Nous avons fait une levée de fonds. J’ai une âme d’entrepreneuse. Puis nous avons sécurisé le bâtiment et le musée existant. Nous avons en moyenne 60 000 visiteurs par an dans notre atelier-musée. Ensuite il fallait un surcroît d’énergie et de vision pour pérenniser cette entreprise. Nous avons réfléchi au potentiel acquis et aux promesses possibles. Nous sommes allés au salon Maison et Objets. À partir de ce moment, nous avons mûri le fait d’une collaboration avec des architectes d’intérieur. L’une des trois branches de la nouvelle activité des Images d’Épinal porte sur l’édition de la décoration avec papiers peints et tissus d’ameublement destinés aux décorateurs. Petit à petit, d’autres idées ont germé. Avec un tel potentiel les idées sont aisées, le plus dur reste à les mettre en œuvre. Mais c’est une aventure palpitante. L’imagerie d’Épinal est la plus ancienne au monde. J’en ai des frissons quand j’y pense. Je me sens responsable de ce patrimoine inestimable. Ces années de sommeil profond me donnent une énergie redoutable. Je voudrais rattraper ces années d’endormissement. Ce merveilleux kaléidoscope d’illustrations doit retrouver ses esprits, ses couleurs et multiplier ses effets décoratifs à la fois naïfs et fascinants. L’inventaire des possibles est impressionnant. Décors panoramiques, papiers peints, coussins, calendriers, gravures, des livres albums….

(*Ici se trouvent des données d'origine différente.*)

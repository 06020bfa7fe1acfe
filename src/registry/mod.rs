//! Module registry.
//!
//! Import targets in the configuration are dotted strings. There is no
//! runtime symbol lookup, so every loadable module is registered up front
//! and the resolvers look targets up here.
//!
//! # Data Flow
//! ```text
//! startup: app::registry() / tests
//!     → Registry::register(Module) for each module path
//!     → Arc<Registry> handed to the Resolver
//!
//! resolve_import("write_log")
//!     → "app.io.write_log" split into ("app.io", "write_log")
//!     → Registry::load("app.io") (initializes "app", then "app.io")
//!     → Module::attr("write_log")
//! ```

pub mod module;

use std::collections::HashMap;
use std::sync::Arc;

use thiserror::Error;

pub use module::{Callable, Module};

/// Failure to load a registered module.
#[derive(Debug, Error)]
pub enum RegistryError {
    #[error("no module named '{0}'")]
    ModuleNotFound(String),

    #[error("module '{module}' failed to initialize: {reason}")]
    InitFailed { module: String, reason: String },
}

/// Dotted module path to registered module.
#[derive(Debug, Default)]
pub struct Registry {
    modules: HashMap<String, Arc<Module>>,
}

impl Registry {
    pub fn new() -> Self {
        Self::default()
    }

    /// Register a module under its path, replacing any previous registration.
    pub fn register(&mut self, module: Module) -> &mut Self {
        let path = module.path().to_string();
        if self.modules.insert(path.clone(), Arc::new(module)).is_some() {
            tracing::warn!(module = %path, "Module registered twice, keeping the latest");
        }
        self
    }

    /// Registered module paths, sorted.
    pub fn module_paths(&self) -> Vec<&str> {
        let mut paths: Vec<_> = self.modules.keys().map(String::as_str).collect();
        paths.sort_unstable();
        paths
    }

    /// Load a module, initializing it and its registered parent packages first.
    pub fn load(&self, path: &str) -> Result<Arc<Module>, RegistryError> {
        let module = self
            .modules
            .get(path)
            .ok_or_else(|| RegistryError::ModuleNotFound(path.to_string()))?;

        for parent in parent_paths(path) {
            if let Some(package) = self.modules.get(parent) {
                init(package)?;
            }
        }
        init(module)?;

        Ok(module.clone())
    }
}

fn init(module: &Module) -> Result<(), RegistryError> {
    module.ensure_initialized().map_err(|e| RegistryError::InitFailed {
        module: module.path().to_string(),
        reason: format!("{:#}", e),
    })
}

/// `"a.b.c"` → `["a", "a.b"]`, outermost first.
fn parent_paths(path: &str) -> impl Iterator<Item = &str> {
    path.match_indices('.').map(move |(i, _)| &path[..i])
}

#[cfg(test)]
mod tests {
    use super::*;
    use std::sync::Mutex;

    #[test]
    fn test_parent_paths() {
        assert_eq!(parent_paths("a.b.c").collect::<Vec<_>>(), vec!["a", "a.b"]);
        assert_eq!(parent_paths("solo").count(), 0);
    }

    #[test]
    fn test_load_unknown_module() {
        let registry = Registry::new();
        let err = registry.load("nope.nothing").unwrap_err();
        assert!(matches!(err, RegistryError::ModuleNotFound(ref m) if m == "nope.nothing"));
    }

    #[test]
    fn test_load_initializes_parents_first_and_once() {
        let order = Arc::new(Mutex::new(Vec::new()));
        let (a, b) = (order.clone(), order.clone());

        let mut registry = Registry::new();
        registry
            .register(Module::new("app").with_initializer(move || {
                a.lock().unwrap().push("app");
                Ok(())
            }))
            .register(Module::new("app.io").with_initializer(move || {
                b.lock().unwrap().push("app.io");
                Ok(())
            }));

        let first = registry.load("app.io").unwrap();
        let second = registry.load("app.io").unwrap();
        assert!(Arc::ptr_eq(&first, &second));
        assert_eq!(*order.lock().unwrap(), vec!["app", "app.io"]);
        assert_eq!(registry.module_paths(), vec!["app", "app.io"]);
    }

    #[test]
    fn test_failed_parent_blocks_child() {
        let mut registry = Registry::new();
        registry
            .register(Module::new("pkg").with_initializer(|| anyhow::bail!("boom")))
            .register(Module::new("pkg.child"));

        let err = registry.load("pkg.child").unwrap_err();
        match err {
            RegistryError::InitFailed { module, reason } => {
                assert_eq!(module, "pkg");
                assert!(reason.contains("boom"));
            }
            other => panic!("unexpected error: {other:?}"),
        }
    }
}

Une stratégie pour relever l’entreprise ?

Nous avons choisi d’ouvrir un showroom à Paris. Nous sommes en association avec six autres manufactures pour mettre en valeur un savoir-faire complémentaire. Le souhait de boutiques à Paris, Londres, Bruxelles. Des artistes travaillent à nos côtés pour magnifier la matière première. Des collections lancées avec des marques connues telle que Clairefontaine dont le PDG est lui aussi originaire de l’Est ou la maison Hermès. C’est avec etoffe.com que la saison d’hiver conjugue en exclusivité images et papiers peints à l’adresse des professionnels et des particuliers. L’imagerie d’Épinal a été épargnée, protégée, muséifiée. Elle a longtemps décliné. Je veux lui redonner son souffle de vie. La réanimer. Je veux nouer mille partenariats avec des talents tous azimuts. 

Avez-vous une confidence à nous faire ?

Une belle endormie, il n’y a que dans les contes que c’est simple à réveiller. Il faut ménager les sensibilités et respecter cette belle entreprise. La nécessaire innovation doit être comprise par chacun à commencer par ceux qui vivent à Épinal. Il faut beaucoup d’énergie et de psychologie. Il faut donner une autre dimension à cette maison bicentenaire. C’est un travail de longue haleine. Si j’entends bien exploiter une partie de ce fonds, c’est empreint de respect de tous ceux qui ont contribué à ce patrimoine. L’imagerie d’Épinal n’est pas en quête de nouvelles couleurs, elle table sur ce trésor découvert sans vouloir le dévoyer aucunement. 

J’écoute impressionnée… C’est une battante. Souhaitons-lui belle réussite.


En attendant, il vous est permis de voyager aux confins du monde en admirant et en rêvant des scènes d’antan. N’hésitez pas c’est un trésor.